Gue menggendong Alvin yang sedang tertidur di mobil gue dan menekan bel rumahnya. Mama Alvin membuka pintu, "eh Jovanna, udah pulang dari mall? Alvin tidur, ya?" Kata mamanya.
"Iya tante, maaf kelamaan. Tadi ketemu sama Alessa, tan. Ini Alvinnya udah tidur, tan." Kata gue, mamanya mengambil Alvin dari gendongan gue.
"Gak apa-apa, Jo. Kan kamu udah tante percaya jagain dia, sekaligus jadi kakaknya Alvin. Makasih ya, Jo." Kata mamanya sambil menggendong Alvin. Gue tersenyum.
Jadi keingat mama. Mama sekarang lagi apa ya?
"Gak mau mampir dulu makan malam, Jo? Tante masak banyak nih!" Katanya lagi.
Gue menggeleng, "makasih tan, tapi tadi Jo udah makan sama Alvin." Tolak gue halus.
Mamanya mengangguk, "sekali lagi makasih yah Jo, maaf kalo Alvin ngerepotin kamu." Gue tersenyum lalu pamit pulang.
...
Gue membaringkan diri di kasur dan membuka notifikasi HP yang dari tadi gak sempat gue buka. Ada pesan dari mbak Ninung, perawat yang mengurus mama, dan juga kak Reyhan.
Mbak ninung: Jo, ke rumah sakit kasih senja sekarang, mama kamu kritis.

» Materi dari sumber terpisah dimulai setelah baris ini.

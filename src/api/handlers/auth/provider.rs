//! Identity provider adapter.
//!
//! Flow Overview: handlers never talk HTTP to the provider directly. They go
//! through `IdentityProvider`, which normalizes every provider answer into an
//! `Identity` or a `ProviderError`. `GoTrueProvider` is the production
//! implementation and speaks the hosted auth REST API (`/auth/v1/*`).
//!
//! The privileged (service) key is optional. Without it the adapter reports
//! `Capabilities { admin_lookup: false }` and admin lookups answer `None`
//! instead of failing.

use anyhow::{Context, Result};
use async_trait::async_trait;
use reqwest::{Client, Method, RequestBuilder, Response, StatusCode};
use secrecy::{ExposeSecret, SecretString};
use serde::{Deserialize, Serialize};
use serde_json::{json, Value};
use std::time::Duration;
use thiserror::Error;
use tracing::{debug, info_span, Instrument};
use url::Url;
use utoipa::ToSchema;

use crate::APP_USER_AGENT;

/// A provider-owned account, as carried inside issued tokens.
#[derive(ToSchema, Serialize, Deserialize, Clone, Debug, PartialEq, Eq)]
#[serde(rename_all = "camelCase")]
pub struct Identity {
    pub id: String,
    pub email: String,
    #[serde(default, skip_serializing_if = "Option::is_none")]
    pub name: Option<String>,
    #[serde(default, skip_serializing_if = "Option::is_none")]
    pub company: Option<String>,
}

/// Optional, already sanitized profile data sent on sign-up.
#[derive(Clone, Debug, Default, PartialEq, Eq)]
pub struct Profile {
    pub name: Option<String>,
    pub company: Option<String>,
}

/// Successful credential or code exchange.
#[derive(Clone, Debug)]
pub struct SignInOutcome {
    pub identity: Identity,
    /// Provider session reference, used to sign out upstream.
    pub session: Option<String>,
}

#[derive(Clone, Copy, Debug, Default, PartialEq, Eq)]
pub struct Capabilities {
    /// Privileged lookups by email/id are available.
    pub admin_lookup: bool,
}

#[derive(Debug, Error, Clone, PartialEq, Eq)]
pub enum ProviderError {
    #[error("invalid credentials")]
    InvalidCredentials,
    #[error("account already exists")]
    AlreadyExists,
    #[error("not found")]
    NotFound,
    /// The provider understood the request and refused it for a reason other
    /// than a conflict (weak password by its own policy, disabled signups).
    #[error("rejected by identity provider: {0}")]
    Rejected(String),
    #[error("identity provider unavailable: {0}")]
    Unavailable(String),
}

#[async_trait]
pub trait IdentityProvider: Send + Sync {
    async fn sign_in(&self, email: &str, password: &SecretString) -> Result<SignInOutcome, ProviderError>;

    async fn sign_up(
        &self,
        email: &str,
        password: &SecretString,
        profile: &Profile,
    ) -> Result<Identity, ProviderError>;

    async fn sign_out(&self, session: &str) -> Result<(), ProviderError>;

    async fn lookup_by_email(&self, email: &str) -> Result<Option<Identity>, ProviderError>;

    async fn lookup_by_id(&self, id: &str) -> Result<Option<Identity>, ProviderError>;

    /// Build the provider URL that starts a federated login.
    fn authorize_url(
        &self,
        provider: &str,
        redirect_to: &str,
        code_challenge: &str,
    ) -> Result<Url, ProviderError>;

    async fn exchange_code(&self, code: &str, code_verifier: &str) -> Result<SignInOutcome, ProviderError>;

    async fn health(&self) -> Result<(), ProviderError>;

    fn capabilities(&self) -> Capabilities;
}

/// Hosted auth REST API client.
pub struct GoTrueProvider {
    base_url: String,
    public_key: SecretString,
    service_key: Option<SecretString>,
    client: Client,
}

impl GoTrueProvider {
    /// # Errors
    /// Returns an error if the base URL is invalid or the HTTP client cannot be built.
    pub fn new(
        base_url: &str,
        public_key: SecretString,
        service_key: Option<SecretString>,
        timeout: Duration,
    ) -> Result<Self> {
        let parsed = Url::parse(base_url)
            .with_context(|| format!("Invalid identity provider URL: {base_url}"))?;
        if parsed.host_str().is_none() {
            anyhow::bail!("Identity provider URL must include a host: {base_url}");
        }
        let client = Client::builder()
            .user_agent(APP_USER_AGENT)
            .timeout(timeout)
            .build()
            .context("Failed to build identity provider HTTP client")?;

        Ok(Self {
            base_url: base_url.trim_end_matches('/').to_string(),
            public_key,
            service_key: service_key.filter(|key| !key.expose_secret().trim().is_empty()),
            client,
        })
    }

    /// Base URL without a trailing slash; shared with the REST table clients.
    #[must_use]
    pub fn base_url(&self) -> &str {
        &self.base_url
    }

    fn endpoint(&self, path: &str) -> String {
        format!("{}{path}", self.base_url)
    }

    fn request(&self, method: Method, path: &str) -> RequestBuilder {
        self.client
            .request(method, self.endpoint(path))
            .header("apikey", self.public_key.expose_secret())
    }

    fn admin_request(&self, method: Method, path: &str) -> Option<RequestBuilder> {
        let service_key = self.service_key.as_ref()?;
        Some(
            self.client
                .request(method, self.endpoint(path))
                .header("apikey", service_key.expose_secret())
                .bearer_auth(service_key.expose_secret()),
        )
    }

    async fn send(&self, operation: &'static str, request: RequestBuilder) -> Result<Response, ProviderError> {
        let span = info_span!("idp.request", idp.operation = operation);
        request
            .send()
            .instrument(span)
            .await
            .map_err(transport_error)
    }
}

#[async_trait]
impl IdentityProvider for GoTrueProvider {
    async fn sign_in(&self, email: &str, password: &SecretString) -> Result<SignInOutcome, ProviderError> {
        let request = self
            .request(Method::POST, "/auth/v1/token?grant_type=password")
            .json(&json!({
                "email": email,
                "password": password.expose_secret(),
            }));
        let response = self.send("sign_in", request).await?;
        let status = response.status();
        let body = read_body(response).await?;

        if status.is_success() {
            return session_outcome(&body);
        }
        Err(match status_error(status, &body) {
            ProviderError::Rejected(_) | ProviderError::NotFound => ProviderError::InvalidCredentials,
            other => other,
        })
    }

    async fn sign_up(
        &self,
        email: &str,
        password: &SecretString,
        profile: &Profile,
    ) -> Result<Identity, ProviderError> {
        let mut data = serde_json::Map::new();
        if let Some(name) = &profile.name {
            data.insert("name".to_string(), Value::String(name.clone()));
        }
        if let Some(company) = &profile.company {
            data.insert("company".to_string(), Value::String(company.clone()));
        }
        let request = self.request(Method::POST, "/auth/v1/signup").json(&json!({
            "email": email,
            "password": password.expose_secret(),
            "data": data,
        }));
        let response = self.send("sign_up", request).await?;
        let status = response.status();
        let body = read_body(response).await?;

        if !status.is_success() {
            return Err(status_error(status, &body));
        }

        // Either a session (auto-confirm) or a bare user (confirmation pending).
        let user = body.get("user").filter(|user| user.is_object()).unwrap_or(&body);

        // Repeated sign-ups for a confirmed address come back as a user with no identities.
        if user
            .get("identities")
            .and_then(Value::as_array)
            .is_some_and(Vec::is_empty)
        {
            return Err(ProviderError::AlreadyExists);
        }

        identity_from_user(user)
    }

    async fn sign_out(&self, session: &str) -> Result<(), ProviderError> {
        let request = self
            .request(Method::POST, "/auth/v1/logout")
            .bearer_auth(session);
        let response = self.send("sign_out", request).await?;
        let status = response.status();
        if status.is_success() {
            return Ok(());
        }
        let body = read_body(response).await?;
        Err(match status_error(status, &body) {
            ProviderError::Rejected(_) | ProviderError::InvalidCredentials => ProviderError::NotFound,
            other => other,
        })
    }

    async fn lookup_by_email(&self, email: &str) -> Result<Option<Identity>, ProviderError> {
        let Some(request) = self.admin_request(Method::GET, "/auth/v1/admin/users") else {
            return Ok(None);
        };
        let request = request.query(&[("email", email)]);
        let response = self.send("lookup_by_email", request).await?;
        let status = response.status();
        let body = read_body(response).await?;

        if !status.is_success() {
            return Err(status_error(status, &body));
        }

        // The listing endpoint may ignore the filter; match on our side.
        let users = body
            .get("users")
            .and_then(Value::as_array)
            .cloned()
            .unwrap_or_default();
        for user in &users {
            let matches = user
                .get("email")
                .and_then(Value::as_str)
                .is_some_and(|candidate| candidate.eq_ignore_ascii_case(email));
            if matches {
                return identity_from_user(user).map(Some);
            }
        }
        Ok(None)
    }

    async fn lookup_by_id(&self, id: &str) -> Result<Option<Identity>, ProviderError> {
        let path = format!("/auth/v1/admin/users/{id}");
        let Some(request) = self.admin_request(Method::GET, &path) else {
            return Ok(None);
        };
        let response = self.send("lookup_by_id", request).await?;
        let status = response.status();
        if status == StatusCode::NOT_FOUND {
            return Ok(None);
        }
        let body = read_body(response).await?;
        if !status.is_success() {
            return Err(status_error(status, &body));
        }
        identity_from_user(&body).map(Some)
    }

    fn authorize_url(
        &self,
        provider: &str,
        redirect_to: &str,
        code_challenge: &str,
    ) -> Result<Url, ProviderError> {
        let mut url = Url::parse(&self.endpoint("/auth/v1/authorize"))
            .map_err(|err| ProviderError::Unavailable(format!("invalid authorize url: {err}")))?;
        url.query_pairs_mut()
            .append_pair("provider", provider)
            .append_pair("redirect_to", redirect_to)
            .append_pair("code_challenge", code_challenge)
            .append_pair("code_challenge_method", "s256");
        Ok(url)
    }

    async fn exchange_code(&self, code: &str, code_verifier: &str) -> Result<SignInOutcome, ProviderError> {
        let request = self
            .request(Method::POST, "/auth/v1/token?grant_type=pkce")
            .json(&json!({
                "auth_code": code,
                "code_verifier": code_verifier,
            }));
        let response = self.send("exchange_code", request).await?;
        let status = response.status();
        let body = read_body(response).await?;

        if status.is_success() {
            return session_outcome(&body);
        }
        Err(match status_error(status, &body) {
            ProviderError::Rejected(_) | ProviderError::NotFound => ProviderError::InvalidCredentials,
            other => other,
        })
    }

    async fn health(&self) -> Result<(), ProviderError> {
        let request = self.request(Method::GET, "/auth/v1/health");
        let response = self.send("health", request).await?;
        let status = response.status();
        if status.is_success() {
            Ok(())
        } else {
            Err(ProviderError::Unavailable(format!("health returned {status}")))
        }
    }

    fn capabilities(&self) -> Capabilities {
        Capabilities {
            admin_lookup: self.service_key.is_some(),
        }
    }
}

fn transport_error(err: reqwest::Error) -> ProviderError {
    if err.is_timeout() {
        ProviderError::Unavailable("request timed out".to_string())
    } else {
        ProviderError::Unavailable(format!("transport error: {err}"))
    }
}

async fn read_body(response: Response) -> Result<Value, ProviderError> {
    let text = response.text().await.map_err(transport_error)?;
    if text.trim().is_empty() {
        return Ok(Value::Null);
    }
    Ok(serde_json::from_str(&text).unwrap_or(Value::String(text)))
}

/// Collect the provider's error wording from the various shapes it uses.
fn error_text(body: &Value) -> String {
    ["error_code", "error", "error_description", "msg", "message"]
        .iter()
        .filter_map(|key| body.get(*key).and_then(Value::as_str))
        .collect::<Vec<_>>()
        .join(" ")
}

fn status_error(status: StatusCode, body: &Value) -> ProviderError {
    let text = error_text(body);
    debug!("identity provider answered {status}: {text}");

    if status.is_server_error() || status == StatusCode::TOO_MANY_REQUESTS {
        return ProviderError::Unavailable(format!("identity provider returned {status}"));
    }

    let lowered = text.to_lowercase();
    if lowered.contains("user_already_exists")
        || lowered.contains("email_exists")
        || lowered.contains("already registered")
        || lowered.contains("already exists")
    {
        return ProviderError::AlreadyExists;
    }
    if lowered.contains("invalid_grant") || lowered.contains("invalid_credentials") {
        return ProviderError::InvalidCredentials;
    }

    match status {
        StatusCode::UNAUTHORIZED | StatusCode::FORBIDDEN => ProviderError::InvalidCredentials,
        StatusCode::NOT_FOUND => ProviderError::NotFound,
        StatusCode::CONFLICT => ProviderError::AlreadyExists,
        _ if text.is_empty() => ProviderError::Rejected(status.to_string()),
        _ => ProviderError::Rejected(text),
    }
}

fn session_outcome(body: &Value) -> Result<SignInOutcome, ProviderError> {
    let user = body
        .get("user")
        .ok_or_else(|| ProviderError::Unavailable("session response without user".to_string()))?;
    Ok(SignInOutcome {
        identity: identity_from_user(user)?,
        session: body
            .get("access_token")
            .and_then(Value::as_str)
            .map(str::to_string),
    })
}

fn metadata_str(user: &Value, keys: &[&str]) -> Option<String> {
    let metadata = user.get("user_metadata")?;
    keys.iter()
        .filter_map(|key| metadata.get(*key).and_then(Value::as_str))
        .map(str::trim)
        .find(|value| !value.is_empty())
        .map(str::to_string)
}

fn identity_from_user(user: &Value) -> Result<Identity, ProviderError> {
    let id = user
        .get("id")
        .and_then(Value::as_str)
        .filter(|id| !id.is_empty())
        .ok_or_else(|| ProviderError::Unavailable("user payload without id".to_string()))?;
    let email = user
        .get("email")
        .and_then(Value::as_str)
        .unwrap_or_default()
        .to_lowercase();

    Ok(Identity {
        id: id.to_string(),
        email,
        name: metadata_str(user, &["name", "full_name"]),
        company: metadata_str(user, &["company"]),
    })
}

Badan gue membeku, terdiam. Terlalu kaget untuk bereaksi. Gue membaca lagi pesan tersebut dan isinya tetap sama. Mama kritis.
...
Gue melajukan mobil dengan kecepatan tinggi. Satu hal yang ada dipikiran gue. Mama gak boleh ninggalin gue. Gue terus berdoa dalam hati untuk keselamatan mama. Badan gue merinding, sesak, gue terlalu kalut.
...
Gue berlari menuju ruang ICU tempat mama dirawat. Gue udah gak peduli dengan penampilan gue yang acak-acakan. Gue melihat mbak Ninung sedang duduk disana bersama anaknya.

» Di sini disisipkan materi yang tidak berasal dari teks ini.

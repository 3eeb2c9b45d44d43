//! Rate limiting primitives for auth flows.
//!
//! Windows are fixed, keyed by `(peer address, route class)`, and reset once
//! their start is older than the window length. The check increments first and
//! then compares, so concurrent requests can never both take the last slot.

use axum::{
    body::Body,
    extract::{ConnectInfo, Request, State},
    http::HeaderName,
    middleware::Next,
    response::{IntoResponse, Response},
};
use std::collections::HashMap;
use std::net::{IpAddr, Ipv6Addr, SocketAddr};
use std::sync::{Arc, Mutex};
use std::time::{Duration, Instant};
use tracing::warn;

use super::error::ApiError;
use super::state::AuthState;

pub const RATE_LIMIT_WINDOW: Duration = Duration::from_secs(15 * 60);
pub const GENERAL_LIMIT: u32 = 100;
pub const AUTH_LIMIT: u32 = 5;

/// Proxy headers that must never influence the client address.
const PROXY_ADDRESS_HEADERS: [&str; 3] = ["x-forwarded-for", "x-real-ip", "forwarded"];

#[derive(Clone, Copy, Debug, PartialEq, Eq, Hash)]
pub enum RouteClass {
    /// Every `/api` route.
    General,
    /// Login, registration and refresh.
    Auth,
}

impl RouteClass {
    #[must_use]
    pub fn limit(self) -> u32 {
        match self {
            Self::General => GENERAL_LIMIT,
            Self::Auth => AUTH_LIMIT,
        }
    }
}

#[derive(Clone, Copy, Debug, PartialEq, Eq)]
pub enum RateLimitDecision {
    Allowed,
    Limited,
}

pub trait RateLimiter: Send + Sync {
    fn check(&self, addr: IpAddr, class: RouteClass) -> RateLimitDecision;
    /// Give back one attempt, used when an auth attempt succeeds.
    fn refund(&self, addr: IpAddr, class: RouteClass);
    /// Drop expired windows; returns how many were removed.
    fn sweep(&self) -> usize;
}

#[derive(Clone, Debug)]
pub struct NoopRateLimiter;

impl RateLimiter for NoopRateLimiter {
    fn check(&self, _addr: IpAddr, _class: RouteClass) -> RateLimitDecision {
        RateLimitDecision::Allowed
    }

    fn refund(&self, _addr: IpAddr, _class: RouteClass) {}

    fn sweep(&self) -> usize {
        0
    }
}

#[derive(Clone, Copy, Debug)]
struct Window {
    count: u32,
    start: Instant,
}

/// In-process fixed-window limiter.
#[derive(Debug)]
pub struct WindowRateLimiter {
    window: Duration,
    windows: Mutex<HashMap<(IpAddr, RouteClass), Window>>,
}

impl Default for WindowRateLimiter {
    fn default() -> Self {
        Self::new(RATE_LIMIT_WINDOW)
    }
}

impl WindowRateLimiter {
    #[must_use]
    pub fn new(window: Duration) -> Self {
        Self {
            window,
            windows: Mutex::new(HashMap::new()),
        }
    }

    pub(crate) fn check_at(&self, addr: IpAddr, class: RouteClass, now: Instant) -> RateLimitDecision {
        let mut windows = match self.windows.lock() {
            Ok(guard) => guard,
            Err(poisoned) => poisoned.into_inner(),
        };
        let entry = windows.entry((addr, class)).or_insert(Window { count: 0, start: now });
        if now.saturating_duration_since(entry.start) >= self.window {
            *entry = Window { count: 0, start: now };
        }
        entry.count = entry.count.saturating_add(1);
        if entry.count > class.limit() {
            RateLimitDecision::Limited
        } else {
            RateLimitDecision::Allowed
        }
    }

    pub(crate) fn sweep_at(&self, now: Instant) -> usize {
        let mut windows = match self.windows.lock() {
            Ok(guard) => guard,
            Err(poisoned) => poisoned.into_inner(),
        };
        let before = windows.len();
        windows.retain(|_, window| now.saturating_duration_since(window.start) < self.window);
        before - windows.len()
    }
}

impl RateLimiter for WindowRateLimiter {
    fn check(&self, addr: IpAddr, class: RouteClass) -> RateLimitDecision {
        self.check_at(addr, class, Instant::now())
    }

    fn refund(&self, addr: IpAddr, class: RouteClass) {
        let mut windows = match self.windows.lock() {
            Ok(guard) => guard,
            Err(poisoned) => poisoned.into_inner(),
        };
        if let Some(window) = windows.get_mut(&(addr, class)) {
            window.count = window.count.saturating_sub(1);
        }
    }

    fn sweep(&self) -> usize {
        self.sweep_at(Instant::now())
    }
}

/// Peer address of the TCP connection. Falls back to the unspecified address
/// when the server was not started with connect info.
pub(crate) fn client_addr(connect_info: Option<&ConnectInfo<SocketAddr>>) -> IpAddr {
    connect_info.map_or(IpAddr::V6(Ipv6Addr::UNSPECIFIED), |info| info.0.ip())
}

/// Remove client-supplied proxy address headers before routing.
pub async fn strip_proxy_headers(mut request: Request<Body>, next: Next) -> Response {
    for name in PROXY_ADDRESS_HEADERS {
        request.headers_mut().remove(HeaderName::from_static(name));
    }
    next.run(request).await
}

/// General per-address limit applied to every `/api` route.
pub async fn general_limit(
    State(auth_state): State<Arc<AuthState>>,
    connect_info: Option<ConnectInfo<SocketAddr>>,
    request: Request<Body>,
    next: Next,
) -> Response {
    let addr = client_addr(connect_info.as_ref());
    if auth_state.rate_limiter().check(addr, RouteClass::General) == RateLimitDecision::Limited {
        warn!(client = %addr, "general rate limit exceeded");
        return ApiError::RateLimited.into_response();
    }
    next.run(request).await
}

"Mbak, mama kenapa? Kok bisa kayak gini?" Kata gue.
Mbak Ninung segera memeluk gue, "Sabar ya, Jo. Mama kamu pasti bisa melewati masa kritisnya, kamu tenang, ya." Kata mbak Ninung menenangkan gue.

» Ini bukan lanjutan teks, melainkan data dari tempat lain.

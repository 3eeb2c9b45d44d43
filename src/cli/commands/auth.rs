use anyhow::{Context, Result};
use clap::{builder::PossibleValuesParser, Arg, ArgAction, ArgMatches, Command};
use secrecy::SecretString;

pub const ARG_TOKEN_SECRET: &str = "token-secret";
pub const ARG_FRONTEND_BASE_URL: &str = "frontend-base-url";
pub const ARG_PUBLIC_BASE_URL: &str = "public-base-url";
pub const ARG_OAUTH_PROVIDERS: &str = "oauth-providers";
pub const ARG_OAUTH_FLOW_TTL_SECONDS: &str = "oauth-flow-ttl-seconds";
pub const ARG_SESSION_STORE: &str = "session-store";
pub const ARG_AUDIT_SINK: &str = "audit-sink";
pub const ARG_ENFORCE_HEALTH_GATE: &str = "enforce-health-gate";
pub const ARG_SWEEP_INTERVAL_SECONDS: &str = "sweep-interval-seconds";

pub fn with_args(command: Command) -> Command {
    let command = with_token_args(command);
    let command = with_oauth_args(command);
    with_storage_args(command)
}

fn with_token_args(command: Command) -> Command {
    command
        .arg(
            Arg::new(ARG_TOKEN_SECRET)
                .long(ARG_TOKEN_SECRET)
                .help("HS256 secret for access and refresh tokens (required outside test mode)")
                .env("COMPLYAUTH_TOKEN_SECRET")
                .hide_env_values(true),
        )
        .arg(
            Arg::new(ARG_FRONTEND_BASE_URL)
                .long(ARG_FRONTEND_BASE_URL)
                .help("Dashboard base URL; OAuth redirects and CORS use it")
                .env("COMPLYAUTH_FRONTEND_BASE_URL")
                .default_value("http://localhost:5173"),
        )
        .arg(
            Arg::new(ARG_PUBLIC_BASE_URL)
                .long(ARG_PUBLIC_BASE_URL)
                .help("Public base URL of this service, used to build OAuth callback URLs")
                .env("COMPLYAUTH_PUBLIC_BASE_URL")
                .default_value("http://localhost:8080"),
        )
}

fn with_oauth_args(command: Command) -> Command {
    command
        .arg(
            Arg::new(ARG_OAUTH_PROVIDERS)
                .long(ARG_OAUTH_PROVIDERS)
                .help("Comma separated OAuth providers allowed to start a login")
                .env("COMPLYAUTH_OAUTH_PROVIDERS")
                .value_delimiter(',')
                .default_value("google,github"),
        )
        .arg(
            Arg::new(ARG_OAUTH_FLOW_TTL_SECONDS)
                .long(ARG_OAUTH_FLOW_TTL_SECONDS)
                .help("How long a started OAuth login may take to come back")
                .env("COMPLYAUTH_OAUTH_FLOW_TTL_SECONDS")
                .default_value("600")
                .value_parser(clap::value_parser!(u64)),
        )
}

fn with_storage_args(command: Command) -> Command {
    command
        .arg(
            Arg::new(ARG_SESSION_STORE)
                .long(ARG_SESSION_STORE)
                .help("Refresh session backend")
                .env("COMPLYAUTH_SESSION_STORE")
                .default_value("memory")
                .value_parser(PossibleValuesParser::new(["memory", "provider", "none"])),
        )
        .arg(
            Arg::new(ARG_AUDIT_SINK)
                .long(ARG_AUDIT_SINK)
                .help("Where audit events go")
                .env("COMPLYAUTH_AUDIT_SINK")
                .default_value("log")
                .value_parser(PossibleValuesParser::new(["log", "provider"])),
        )
        .arg(
            Arg::new(ARG_ENFORCE_HEALTH_GATE)
                .long(ARG_ENFORCE_HEALTH_GATE)
                .help("Answer 503 on authenticated routes while the identity provider is unhealthy")
                .env("COMPLYAUTH_ENFORCE_HEALTH_GATE")
                .action(ArgAction::SetTrue),
        )
        .arg(
            Arg::new(ARG_SWEEP_INTERVAL_SECONDS)
                .long(ARG_SWEEP_INTERVAL_SECONDS)
                .help("Interval between purges of expired rate windows, sessions and OAuth flows")
                .env("COMPLYAUTH_SWEEP_INTERVAL_SECONDS")
                .default_value("300")
                .value_parser(clap::value_parser!(u64).range(1..)),
        )
}

#[derive(Debug, Clone, Copy, PartialEq, Eq)]
pub enum SessionBackend {
    Memory,
    Provider,
    Disabled,
}

#[derive(Debug, Clone, Copy, PartialEq, Eq)]
pub enum AuditBackend {
    Log,
    Provider,
}

#[derive(Debug)]
pub struct Options {
    pub token_secret: Option<SecretString>,
    pub frontend_base_url: String,
    pub public_base_url: String,
    pub oauth_providers: Vec<String>,
    pub oauth_flow_ttl_seconds: u64,
    pub session_backend: SessionBackend,
    pub audit_backend: AuditBackend,
    pub enforce_health_gate: bool,
    pub sweep_interval_seconds: u64,
}

impl Options {
    /// # Errors
    /// Returns an error if a defaulted argument is missing.
    pub fn parse(matches: &ArgMatches) -> Result<Self> {
        let session_backend = match matches
            .get_one::<String>(ARG_SESSION_STORE)
            .map(String::as_str)
        {
            Some("provider") => SessionBackend::Provider,
            Some("none") => SessionBackend::Disabled,
            _ => SessionBackend::Memory,
        };
        let audit_backend = match matches.get_one::<String>(ARG_AUDIT_SINK).map(String::as_str) {
            Some("provider") => AuditBackend::Provider,
            _ => AuditBackend::Log,
        };

        Ok(Self {
            token_secret: matches
                .get_one::<String>(ARG_TOKEN_SECRET)
                .filter(|secret| !secret.trim().is_empty())
                .map(|secret| SecretString::from(secret.clone())),
            frontend_base_url: matches
                .get_one::<String>(ARG_FRONTEND_BASE_URL)
                .cloned()
                .context("missing required argument: --frontend-base-url")?,
            public_base_url: matches
                .get_one::<String>(ARG_PUBLIC_BASE_URL)
                .cloned()
                .context("missing required argument: --public-base-url")?,
            oauth_providers: matches
                .get_many::<String>(ARG_OAUTH_PROVIDERS)
                .map(|values| values.cloned().collect())
                .unwrap_or_default(),
            oauth_flow_ttl_seconds: matches
                .get_one::<u64>(ARG_OAUTH_FLOW_TTL_SECONDS)
                .copied()
                .context("missing required argument: --oauth-flow-ttl-seconds")?,
            session_backend,
            audit_backend,
            enforce_health_gate: matches.get_flag(ARG_ENFORCE_HEALTH_GATE),
            sweep_interval_seconds: matches
                .get_one::<u64>(ARG_SWEEP_INTERVAL_SECONDS)
                .copied()
                .context("missing required argument: --sweep-interval-seconds")?,
        })
    }
}
/// Builder for [`Session`].
pub struct SessionBuilder {
    catalog: Option<ModelCatalog>,
    host: Option<Box<dyn DisplayHost>>,
    observer: Option<ObserverHandle>,
}

impl SessionBuilder {
    /// Use a custom provider/model table instead of the built-in one.
    pub fn catalog(mut self, catalog: ModelCatalog) -> Self {
        self.catalog = Some(catalog);
        self
    }

    pub fn display_host(mut self, host: impl DisplayHost + 'static) -> Self {
        self.host = Some(Box::new(host));
        self
    }

    pub fn observer(mut self, observer: ObserverHandle) -> Self {
        self.observer = Some(observer);
        self
    }

    pub fn build(self) -> Session {
        Session {
            catalog: self
                .catalog
                .unwrap_or_else(|| ModelCatalog::builtin().clone()),
            host: self
                .host
                .unwrap_or_else(|| Box::new(TempFileDisplayHost::new())),
            observer: self.observer,
            state: SessionState::Empty,
            document: None,
            display: None,
            config: Configuration::default(),
            in_flight: None,
            next_ticket: 0,
            pages: None,
            failure: None,
        }
    }
}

Gue berusaha menahan air mata gue yang udah dipelupuk mata. Gue tersenyum lalu menoleh ke Zio, anaknya mbak Ninung.
"Mbak, Zio udah mengantuk tuh, mbak pulang aja! Biar Jo yang jagain mama." Kata gue.
Mbak Ninung menggeleng, "gak Jo, mbak bakal temanin kamu disini, jagain mama kamu." Katanya.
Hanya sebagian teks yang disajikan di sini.